Tonni-Ann Brodber, a representative of the UN Women Multi-Country Office-Caribbean said to define the cycle, one must first understand violence.
“We look at it as aggression, harassment, it could be physical, emotional, economic even, but what is the basis of that violence? In some cases, it is gender-based in that you are being violent towards another person because you believe they should be playing a particular role; cooking your food, or taking care of the children. That generally manifests itself into intimate partner or domestic violence,” Brodber explained.
“When the UN speaks about the cycle of violence, they want you to think about how this domestic violence impacts child abuse, violence against the elderly and how this spills from the household into the communities and vice versa.”
Meanwhile, Mitchell explained that generational violence is also a common part of the cycle that is prevalent in the Shelter.
“Your mother saw your grandmother being beaten by her husband, so when you are seeking companionship that seems acceptable or tolerable,” he said.
Brodber chimed in and explained that this cycle of violence is not exclusive to intimate partners.

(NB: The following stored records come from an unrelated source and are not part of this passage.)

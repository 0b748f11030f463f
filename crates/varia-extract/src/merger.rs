//! Deterministic merge, deduplication and counting of result trees.

use std::collections::{BTreeMap, HashSet};
use varia_core::{Framework, LeafEntry, MajorVersion, ResultNode, ResultTree};

/// Deep-merge `partial` into `accumulator`.
///
/// Containers are created on demand and leaves concatenate their snippets,
/// incoming after existing. When one side has a leaf where the other has a
/// container the existing node is kept.
pub fn merge(accumulator: &mut ResultTree, partial: ResultTree) {
    let mut path = Vec::new();
    merge_level(&mut accumulator.groups, partial.groups, &mut path);
}

fn merge_level(
    into: &mut BTreeMap<String, ResultNode>,
    from: BTreeMap<String, ResultNode>,
    path: &mut Vec<String>,
) {
    for (key, incoming) in from {
        let Some(existing) = into.get_mut(&key) else {
            into.insert(key, incoming);
            continue;
        };

        path.push(key);
        match (existing, incoming) {
            (ResultNode::Container(children), ResultNode::Container(more)) => {
                merge_level(children, more, path);
            }
            (ResultNode::Leaf(entry), ResultNode::Leaf(more)) => {
                entry.snippets.extend(more.snippets);
            }
            (existing, _) => {
                tracing::warn!(
                    path = %path.join("/"),
                    existing = kind(existing),
                    "Shape conflict while merging, keeping existing node"
                );
            }
        }
        path.pop();
    }
}

fn kind(node: &ResultNode) -> &'static str {
    match node {
        ResultNode::Leaf(_) => "leaf",
        ResultNode::Container(_) => "container",
    }
}

/// Drop repeated variants within each leaf, keeping the first.
///
/// A variant is identified by framework, version and dark flag; the theme
/// mode is not part of the key. Applied only to unthemed categories, where
/// the account mode does not change what a page returns.
pub fn deduplicate(tree: &mut ResultTree) {
    fn walk(level: &mut BTreeMap<String, ResultNode>) {
        for node in level.values_mut() {
            match node {
                ResultNode::Leaf(entry) => dedup_leaf(entry),
                ResultNode::Container(children) => walk(children),
            }
        }
    }
    walk(&mut tree.groups);
}

fn dedup_leaf(entry: &mut LeafEntry) {
    let mut seen: HashSet<(Framework, MajorVersion, bool)> = HashSet::new();
    let before = entry.snippets.len();
    entry
        .snippets
        .retain(|s| seen.insert((s.framework, s.version, s.dark_mode)));
    if entry.snippets.len() != before {
        tracing::debug!(
            "Removed {} duplicate snippets from {}",
            before - entry.snippets.len(),
            entry.name
        );
    }
}

/// Number of leaf entries in `tree`.
#[must_use]
pub fn count(tree: &ResultTree) -> usize {
    let mut leaves = 0;
    tree.for_each_leaf(|_| leaves += 1);
    leaves
}

#[cfg(test)]
mod tests {
    use super::*;
    use varia_core::{Snippet, ThemeMode};

    fn path(sub: &str) -> [String; 3] {
        ["ecommerce".into(), "components".into(), sub.into()]
    }

    fn snippet(code: &str, framework: Framework, dark_mode: bool) -> Snippet {
        Snippet {
            code: code.to_string(),
            framework,
            version: MajorVersion::V4,
            mode: None,
            dark_mode,
            downloadable: true,
        }
    }

    fn tree_with(sub: &str, leaf: &str, snippets: Vec<Snippet>) -> ResultTree {
        let mut tree = ResultTree::new();
        for s in snippets {
            tree.insert_snippet(&path(sub), leaf, s);
        }
        tree
    }

    fn codes(tree: &ResultTree, sub: &str, leaf: &str) -> Vec<String> {
        tree.leaf(&path(sub), leaf)
            .map(|e| e.snippets.iter().map(|s| s.code.clone()).collect())
            .unwrap_or_default()
    }

    #[test]
    fn test_merge_concatenates_leaf_snippets() {
        let mut acc = tree_with("lists", "Grid", vec![snippet("X", Framework::Html, false)]);
        merge(
            &mut acc,
            tree_with("lists", "Grid", vec![snippet("Y", Framework::React, false)]),
        );
        assert_eq!(codes(&acc, "lists", "Grid"), vec!["X", "Y"]);
    }

    #[test]
    fn test_merge_into_empty_copies_tree() {
        let partial = tree_with("lists", "Grid", vec![snippet("X", Framework::Html, false)]);
        let mut acc = ResultTree::new();
        merge(&mut acc, partial.clone());
        assert_eq!(acc, partial);
    }

    #[test]
    fn test_merge_creates_sibling_branches() {
        let mut acc = tree_with("lists", "Grid", vec![snippet("X", Framework::Html, false)]);
        merge(
            &mut acc,
            tree_with("overviews", "Split", vec![snippet("Y", Framework::Vue, false)]),
        );
        assert_eq!(count(&acc), 2);
        assert_eq!(codes(&acc, "overviews", "Split"), vec!["Y"]);
    }

    #[test]
    fn test_merge_order_keeps_same_snippet_multiset() {
        let a = tree_with("lists", "Grid", vec![snippet("A", Framework::Html, false)]);
        let b = tree_with(
            "lists",
            "Grid",
            vec![
                snippet("B", Framework::React, false),
                snippet("C", Framework::Vue, true),
            ],
        );
        let mut c = tree_with("lists", "Grid", vec![snippet("D", Framework::Html, true)]);
        c.insert_snippet(&path("overviews"), "Split", snippet("E", Framework::Vue, false));
        let partials = [a, b, c];

        let orders = [
            [0, 1, 2],
            [0, 2, 1],
            [1, 0, 2],
            [1, 2, 0],
            [2, 0, 1],
            [2, 1, 0],
        ];
        let merged: Vec<ResultTree> = orders
            .iter()
            .map(|order| {
                let mut acc = ResultTree::new();
                for &i in order {
                    merge(&mut acc, partials[i].clone());
                }
                acc
            })
            .collect();

        let sorted = |tree: &ResultTree, sub: &str, leaf: &str| {
            let mut found = codes(tree, sub, leaf);
            found.sort();
            found
        };
        for tree in &merged {
            assert_eq!(sorted(tree, "lists", "Grid"), vec!["A", "B", "C", "D"]);
            assert_eq!(sorted(tree, "overviews", "Split"), vec!["E"]);
            assert_eq!(count(tree), 2);
            assert_eq!(tree.snippet_count(), 5);
        }
    }

    #[test]
    fn test_merge_shape_conflict_keeps_existing() {
        let mut acc = tree_with("lists", "Grid", vec![snippet("X", Framework::Html, false)]);

        // A partial with a leaf where the accumulator has a container.
        let mut partial = ResultTree::new();
        partial.groups.insert(
            "ecommerce".to_string(),
            ResultNode::Leaf(LeafEntry::new("ecommerce")),
        );
        merge(&mut acc, partial);

        assert_eq!(codes(&acc, "lists", "Grid"), vec!["X"]);
    }

    #[test]
    fn test_deduplicate_keeps_first_variant() {
        let mut tree = tree_with(
            "lists",
            "Grid",
            vec![
                snippet("first", Framework::React, false),
                snippet("dark", Framework::React, true),
                snippet("again", Framework::React, false),
                snippet("html", Framework::Html, false),
            ],
        );
        deduplicate(&mut tree);
        assert_eq!(codes(&tree, "lists", "Grid"), vec!["first", "dark", "html"]);
    }

    #[test]
    fn test_deduplicate_ignores_mode() {
        let mut light = snippet("light", Framework::Vue, false);
        light.mode = Some(ThemeMode::Light);
        let mut system = snippet("system", Framework::Vue, false);
        system.mode = Some(ThemeMode::System);

        let mut tree = tree_with("lists", "Grid", vec![light, system]);
        deduplicate(&mut tree);
        assert_eq!(codes(&tree, "lists", "Grid"), vec!["light"]);
    }

    #[test]
    fn test_deduplicate_is_idempotent() {
        let mut tree = tree_with(
            "lists",
            "Grid",
            vec![
                snippet("a", Framework::React, false),
                snippet("b", Framework::React, false),
                snippet("c", Framework::Html, true),
            ],
        );
        deduplicate(&mut tree);
        let once = tree.clone();
        deduplicate(&mut tree);
        assert_eq!(tree, once);
    }

    #[test]
    fn test_count_leaves() {
        let mut tree = tree_with("lists", "Grid", vec![snippet("a", Framework::Html, false)]);
        tree.insert_snippet(&path("lists"), "Table", snippet("b", Framework::Html, false));
        tree.insert_snippet(&path("lists"), "Table", snippet("c", Framework::Vue, false));
        assert_eq!(count(&tree), 2);
        assert_eq!(count(&ResultTree::new()), 0);
    }
}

“If you are a child...and this is what the data from the women’s health survey in Trinidad and Tobago is saying, if you are a child who witnessed violence in the house or even if you are a man who perpetrates violence in your relationship, you are more likely to choose violence in your relationship with other men and this is not an intimate relationship, this just means you are more likely to get into a fight with another man. So it’s not necessarily that if you are a victim of violence, you are doomed to repeat it. It just becomes normalised.”
Tonni-Ann Brodber, a representative of the United Nations Women Multi-Country Office,
So how do we break that cycle?
Mitchell said The Shelter has seen great success with respect to breaking that cycle of violence.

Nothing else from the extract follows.